Il film, in apparenza un horror appartenente al sottogenere denominato home invasion, è in realtà qualcosa di molto più complesso. L’intenzione del cineasta austriaco, infatti, non è quella di mostrare una storia godibile, soddisfacente o quantomeno catartica; l’obiettivo di Haneke è riflettere sulla complicità che lo spettatore ha con la violenza mostrata sugli schermi (una tematica che nel periodo storico attuale, ottiene ancor maggior risalto a causa della continua e infinita esposizione a immagini di guerre, fatti di cronaca nera e disastri da cui i nostri occhi non possono e non riescono a distogliere lo sguardo).
Il regista porta sul banco degli imputati e lo sguardo dello spettatore e la sua innata pulsione scopica. In un certo senso, Funny Games è violento perché lo spettatore medio, soprattutto quello anglo-americano, è violentemente affamato di violenza.

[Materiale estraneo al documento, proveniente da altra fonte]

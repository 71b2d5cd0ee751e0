use std::ops::Range;

use crate::grammar::{ColorTag, contains_marker, marker_token};
use crate::nodes::{Block, Element, Node};

use super::extract::{MarkerMatch, extract_marker};
use super::segment::{LogicalLine, segment_lines};

pub const BLOCK_CONTAINER_CLASS: &str = "hl-block-container";
pub const BLOCK_CLASS: &str = "hl-block";
pub const INLINE_CONTAINER_CLASS: &str = "hl-inline-container";
pub const INLINE_MARKER_CLASS: &str = "hl-inline-marker";

/// The two renderings of one logical line.
///
/// Reading view shows the block fragment, live view the inline fragment; the
/// stylesheet hides the other one. An unmarked line renders the same in both
/// views so its nodes are emitted once.
#[derive(Debug, Clone, PartialEq, Eq)]
pub enum RenderedLinePair {
    Plain(Vec<Node>),
    Highlighted {
        color: ColorTag,
        block: Element,
        inline: Element,
    },
}

impl RenderedLinePair {
    pub fn into_nodes(self) -> Vec<Node> {
        match self {
            RenderedLinePair::Plain(nodes) => nodes,
            RenderedLinePair::Highlighted { block, inline, .. } => {
                vec![Node::Element(block), Node::Element(inline)]
            }
        }
    }
}

/// Where the marker token lives inside a line's node tree.
struct RunLocation {
    /// Child indices from the line's top level down to the text run.
    path: Vec<usize>,
    /// Offset of the run's first byte in the line's flattened text.
    start: usize,
    text: String,
}

/// Finds the text run that wholly contains `token`. Returns `None` when the
/// token is split across runs or sits inside inline code.
fn locate_run(
    nodes: &[Node],
    token: &Range<usize>,
    offset: &mut usize,
    path: &mut Vec<usize>,
) -> Option<RunLocation> {
    for (i, node) in nodes.iter().enumerate() {
        match node {
            Node::Text(text) => {
                let start = *offset;
                *offset += text.len();
                if start <= token.start && token.end <= *offset {
                    let mut run_path = path.clone();
                    run_path.push(i);
                    return Some(RunLocation {
                        path: run_path,
                        start,
                        text: text.clone(),
                    });
                }
            }
            Node::Break => {}
            Node::Element(el) if el.tag == "code" => {
                *offset += text_len(&el.children);
            }
            Node::Element(el) => {
                path.push(i);
                let found = locate_run(&el.children, token, offset, path);
                path.pop();
                if found.is_some() {
                    return found;
                }
            }
        }
        if *offset > token.start {
            return None;
        }
    }
    None
}

fn text_len(nodes: &[Node]) -> usize {
    nodes
        .iter()
        .map(|node| match node {
            Node::Text(text) => text.len(),
            Node::Break => 0,
            Node::Element(el) => text_len(&el.children),
        })
        .sum()
}

/// Replaces the node at `path` with `replacement` (possibly empty).
fn splice_run(nodes: &mut Vec<Node>, path: &[usize], replacement: Vec<Node>) {
    match path {
        [] => {}
        [i] => {
            if *i < nodes.len() {
                nodes.splice(*i..*i + 1, replacement);
            }
        }
        [i, rest @ ..] => {
            if let Some(Node::Element(el)) = nodes.get_mut(*i) {
                splice_run(&mut el.children, rest, replacement);
            }
        }
    }
}

fn non_empty_text(parts: impl IntoIterator<Item = Node>) -> Vec<Node> {
    parts
        .into_iter()
        .filter(|n| !matches!(n, Node::Text(t) if t.is_empty()))
        .collect()
}

fn highlight_style(color: ColorTag) -> String {
    format!(
        "background:{};border-radius:0.25em;",
        color.highlight().css()
    )
}

/// The pill shown in place of the marker in live view.
pub fn marker_pill(color: ColorTag) -> Element {
    Element::new("span")
        .with_class(INLINE_MARKER_CLASS)
        .with_style(format!("background:{};color:#666;", color.highlight().css()))
        .with_child(Node::text(marker_token(color)))
}

/// Builds both fragments for a line whose marker was found at `found`.
fn highlight_line(line: &LogicalLine, found: &MarkerMatch) -> Option<RenderedLinePair> {
    let run = locate_run(&line.nodes, &found.token, &mut 0, &mut Vec::new())?;

    let strip_start = found.strip_start.max(run.start) - run.start;
    let token_start = found.token.start - run.start;
    let token_end = found.token.end - run.start;

    let mut stripped = line.nodes.clone();
    splice_run(
        &mut stripped,
        &run.path,
        non_empty_text([Node::text(&run.text[..strip_start])]),
    );

    let mut with_pill = line.nodes.clone();
    splice_run(
        &mut with_pill,
        &run.path,
        non_empty_text([
            Node::text(&run.text[..token_start]),
            Node::Element(marker_pill(found.color)),
            Node::text(&run.text[token_end..]),
        ]),
    );

    let block = Element::new("span").with_class(BLOCK_CONTAINER_CLASS).with_child(
        Element::new("span")
            .with_class(BLOCK_CLASS)
            .with_style(highlight_style(found.color))
            .with_children(stripped),
    );
    let inline = Element::new("span")
        .with_class(INLINE_CONTAINER_CLASS)
        .with_children(with_pill);

    Some(RenderedLinePair::Highlighted {
        color: found.color,
        block,
        inline,
    })
}

/// Renders one logical line into its block/inline pair.
pub fn render_line(line: &LogicalLine) -> RenderedLinePair {
    extract_marker(line)
        .and_then(|found| highlight_line(line, &found))
        .unwrap_or_else(|| RenderedLinePair::Plain(line.nodes.clone()))
}

fn already_rendered(nodes: &[Node]) -> bool {
    nodes.iter().any(|n| match n {
        Node::Element(el) => el.has_class(BLOCK_CONTAINER_CLASS) || el.has_class(INLINE_CONTAINER_CLASS),
        _ => false,
    })
}

/// Render hook for one block. Prose blocks get their lines rewritten into
/// block/inline pairs; every other kind is left untouched. Returns whether
/// any line carried a marker.
pub fn process_block(block: &mut Block) -> bool {
    if !block.kind.is_prose() {
        log::trace!("Skipping non-prose block {:?}", block.kind);
        return false;
    }
    if already_rendered(&block.children) {
        log::trace!("Block already carries highlight fragments");
        return false;
    }
    if !contains_marker(&block.text_content()) {
        return false;
    }

    let lines = segment_lines(&block.children);
    let mut highlighted = false;
    let mut children = Vec::with_capacity(block.children.len());

    for (i, line) in lines.iter().enumerate() {
        let pair = render_line(line);
        highlighted |= matches!(pair, RenderedLinePair::Highlighted { .. });
        children.extend(pair.into_nodes());
        if i + 1 != lines.len() {
            children.push(Node::Break);
        }
    }
    if matches!(block.children.last(), Some(Node::Break)) {
        children.push(Node::Break);
    }

    block.children = children;
    highlighted
}

/// Render hook for a whole rendered document.
pub fn process_blocks(blocks: &mut [Block]) {
    let highlighted = blocks
        .iter_mut()
        .map(process_block)
        .filter(|&changed| changed)
        .count();
    log::debug!(
        "Processed {} blocks, {} with highlighted lines",
        blocks.len(),
        highlighted
    );
}
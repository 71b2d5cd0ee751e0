use dioxus::prelude::*;
use line_highlight_config::{Config, DefaultView};
use line_highlight_engine::interaction::MarkerRequest;
use line_highlight_engine::{DocumentRef, DocumentStore, EditOutcome, FileStore, io, set_line_marker};

use super::components::{DocumentView, ErrorScreen, FileList};

const APP_CSS: &str = include_str!("../assets/app.css");

#[component]
pub fn App(config: Config) -> Element {
    let documents = use_signal({
        let notes_path = config.notes_path.clone();
        move || io::list_documents(&notes_path)
    });

    let mut selected = use_signal(|| None::<DocumentRef>);
    let mut source = use_signal(|| None::<String>);
    let mut view = use_signal(|| config.default_view);
    let mut status = use_signal(|| None::<String>);

    let store = FileStore::new(&config.notes_path);

    let mut open_document = {
        let store = store.clone();
        move |document: DocumentRef| match store.read(&document) {
            Ok(text) => {
                source.set(Some(text));
                selected.set(Some(document));
                status.set(None);
            }
            Err(e) => {
                log::error!("Error reading {}: {e}", document.relative_path());
                status.set(Some(format!("Could not open {}: {e}", document.display_path())));
            }
        }
    };

    let on_marker_request = {
        let store = store.clone();
        let mut open_document = open_document.clone();
        move |request: MarkerRequest| {
            let active = selected.read().clone();
            match set_line_marker(&store, &active, request.line_index, request.color) {
                Ok(EditOutcome::Applied) => {
                    if let Some(document) = active {
                        open_document(document);
                    }
                }
                Ok(outcome) => log::debug!("Marker request left document as is: {outcome:?}"),
                Err(e) => {
                    log::error!("Failed to update marker: {e}");
                    status.set(Some(format!("Could not save: {e}")));
                }
            }
        }
    };

    let documents = match &*documents.read() {
        Ok(documents) => documents.clone(),
        Err(e) => {
            return rsx! {
                ErrorScreen {
                    title: "Cannot read notes".to_string(),
                    message: format!("{}", config.notes_path.display()),
                    details: Some(e.to_string()),
                }
            };
        }
    };

    rsx! {
        style { {APP_CSS} }
        div {
            class: "app-container",
            div {
                class: "sidebar",
                h2 { "Notes" }
                FileList {
                    documents,
                    selected: selected.read().clone(),
                    on_select: move |document: DocumentRef| open_document(document),
                }
            }
            div {
                class: "main-content",
                if let Some(message) = status.read().as_ref() {
                    div { class: "status", "{message}" }
                }
                if let (Some(document), Some(text)) = (selected.read().as_ref(), source.read().as_ref()) {
                    DocumentView {
                        document: document.clone(),
                        source: text.clone(),
                        view: *view.read(),
                        grace: config.palette_grace(),
                        on_view_change: move |next: DefaultView| view.set(next),
                        on_marker_request,
                    }
                } else {
                    div {
                        class: "welcome",
                        h1 { "line-highlight" }
                        p { "Select a note from the sidebar to view it" }
                    }
                }
            }
        }
    }
}
use line_highlight_engine::render::{render_line, segment_lines, LogicalLine, RenderedLinePair};
use line_highlight_engine::{
    Block, BlockKind, ColorTag, Node, process_blocks, render_document_html, render_reading_view,
};
use pretty_assertions::assert_eq;

#[test]
fn remember_this_renders_block_and_pill() {
    let blocks = render_reading_view("Remember this! %hl-yellow%");

    insta::assert_snapshot!(
        render_document_html(&blocks),
        @r#"<p><span class="hl-block-container"><span class="hl-block" style="background:rgb(255, 250, 205);border-radius:0.25em;">Remember this!</span></span><span class="hl-inline-container">Remember this! <span class="hl-inline-marker" style="background:rgb(255, 250, 205);color:#666;">%hl-yellow%</span></span></p>"#
    );
}

#[test]
fn only_the_marked_line_of_three_is_highlighted() {
    let blocks = render_reading_view("first line\nsecond line %hl-red%\nthird line");

    assert_eq!(blocks.len(), 1);
    assert_eq!(blocks[0].break_count(), 2);

    let lines = segment_lines(&blocks[0].children);
    assert_eq!(lines.len(), 3);
    assert_eq!(lines[0], LogicalLine::new(vec![Node::text("first line")]));
    assert_eq!(lines[2], LogicalLine::new(vec![Node::text("third line")]));

    insta::assert_snapshot!(
        render_document_html(&blocks),
        @r#"<p>first line<br><span class="hl-block-container"><span class="hl-block" style="background:rgb(255, 237, 237);border-radius:0.25em;">second line</span></span><span class="hl-inline-container">second line <span class="hl-inline-marker" style="background:rgb(255, 237, 237);color:#666;">%hl-red%</span></span><br>third line</p>"#
    );
}

#[test]
fn mid_line_marker_round_trips_unmodified() {
    let source = "Use %hl-blue% to mark blue lines";
    let mut blocks = line_highlight_engine::render::render_markdown(source);
    let before = blocks.clone();

    process_blocks(&mut blocks);

    assert_eq!(blocks, before);
}

#[test]
fn zero_break_block_is_a_single_line() {
    let nodes = vec![
        Node::text("a "),
        Node::Element(line_highlight_engine::Element::new("em").with_child(Node::text("b"))),
        Node::text(" c"),
    ];

    let lines = segment_lines(&nodes);

    assert_eq!(lines, vec![LogicalLine::new(nodes)]);
}

#[test]
fn formatting_before_marker_survives_in_both_fragments() {
    let blocks = render_reading_view("**Important**: call back %hl-pink%");

    insta::assert_snapshot!(
        render_document_html(&blocks),
        @r#"<p><span class="hl-block-container"><span class="hl-block" style="background:rgb(255, 235, 247);border-radius:0.25em;"><strong>Important</strong>: call back</span></span><span class="hl-inline-container"><strong>Important</strong>: call back <span class="hl-inline-marker" style="background:rgb(255, 235, 247);color:#666;">%hl-pink%</span></span></p>"#
    );
}

#[test]
fn excluded_blocks_keep_their_markers() {
    let source = "```\nlet x = 1; %hl-red%\n```\n\n| a %hl-red% |\n|---|\n| b |\n";
    let blocks = render_reading_view(source);

    assert_eq!(blocks.len(), 2);
    assert!(matches!(blocks[0].kind, BlockKind::CodeBlock { .. }));
    assert_eq!(blocks[0].text_content(), "let x = 1; %hl-red%");
    assert_eq!(blocks[1].kind, BlockKind::Table);
    assert!(blocks[1].text_content().contains("%hl-red%"));
}

#[test]
fn list_items_and_headings_are_processed() {
    let blocks = render_reading_view("# Plan %hl-green%\n\n- step one %hl-blue%\n- step two\n");
    let html = render_document_html(&blocks);

    assert!(html.starts_with("<h1><span class=\"hl-block-container\">"));
    assert!(html.contains("<li><span class=\"hl-block-container\">"));
    assert!(html.ends_with("<li>step two</li></ul>"));

    let raw = line_highlight_engine::render::render_markdown("- step one %hl-blue%");
    let Block { children, .. } = &raw[0];
    let pair = render_line(&LogicalLine::new(children.clone()));
    assert!(matches!(
        pair,
        RenderedLinePair::Highlighted {
            color: ColorTag::Blue,
            ..
        }
    ));
}

#[test]
fn inline_br_separates_highlighted_lines() {
    let blocks = render_reading_view("one<br>two %hl-red%");

    assert_eq!(blocks[0].break_count(), 1);
    insta::assert_snapshot!(
        render_document_html(&blocks),
        @r#"<p>one<br><span class="hl-block-container"><span class="hl-block" style="background:rgb(255, 237, 237);border-radius:0.25em;">two</span></span><span class="hl-inline-container">two <span class="hl-inline-marker" style="background:rgb(255, 237, 237);color:#666;">%hl-red%</span></span></p>"#
    );
}

#[test]
fn marker_written_as_inline_code_is_left_alone() {
    let source = "see `%hl-red%`";
    let mut blocks = line_highlight_engine::render::render_markdown(source);
    let before = blocks.clone();

    process_blocks(&mut blocks);

    assert_eq!(blocks, before);
}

In questo senso, non è un caso che nel 2007, dieci anni dopo l’uscita del film, lo stesso regista abbia diretto un remake shot-for-shot, trasportando la vicenda dall’Austria agli Stati Uniti.
Per esplicitare quest’atto di accusa l’autore austriaco si serve di due scelte in particolare: la prima, più evidente, è la frequente rottura della quarta parete e la consapevolezza di Paul di essere in un film. Il personaggio, infatti, rivolge spesso degli sguardi diretti verso la macchina da presa (arrivando anche a fare l’occhiolino) e in alcune scene dialoga direttamente con lo spettatore; inoltre, mentre parla agli altri protagonisti, fa riferimenti legati alla durata e al procedere della narrazione. Questa scelta, apparentemente surreale e superflua, ha un duplice obiettivo: da una parte lo spettatore diventa un complice di quella violenza perpetrata ai danni di innocenti; dall’altra serve ad Haneke per dimostrare che non esiste differenza tra violenza reale e violenza cinematografica. Se è vero, infatti, che la finzione viene dichiarata, non calano i sentimenti forti che essa genera in chi guarda.
La seconda scelta, più sottile ma altrettanto facilmente ravvisabile, è la messa in scena della violenza: Haneke non mostra mai il nudo atto, anzi ogni volta uno dei due antagonisti è in procinto di commettere un atto truculento, la macchina da presa si gira mostrando tutt’altro. Ciò che però il regista mostra, per smuovere lo spettatore e destabilizzarlo, è la conseguenza dell’atto: il dolore, la sofferenza, il tormento. Il che rende di fatto il tutto ancor più destabilizzante, poiché viene esautorata completamente la funzione catartica implicita nella spettacolarizzazione della violenza.
Sebbene il peso degli anni trascorsi e la deriva scopofila della società in merito alla violenza presente in ogni tipo di medium odierno, Funny Games è un film che, a distanza di venticinque anni, riesce ancora a far riflettere.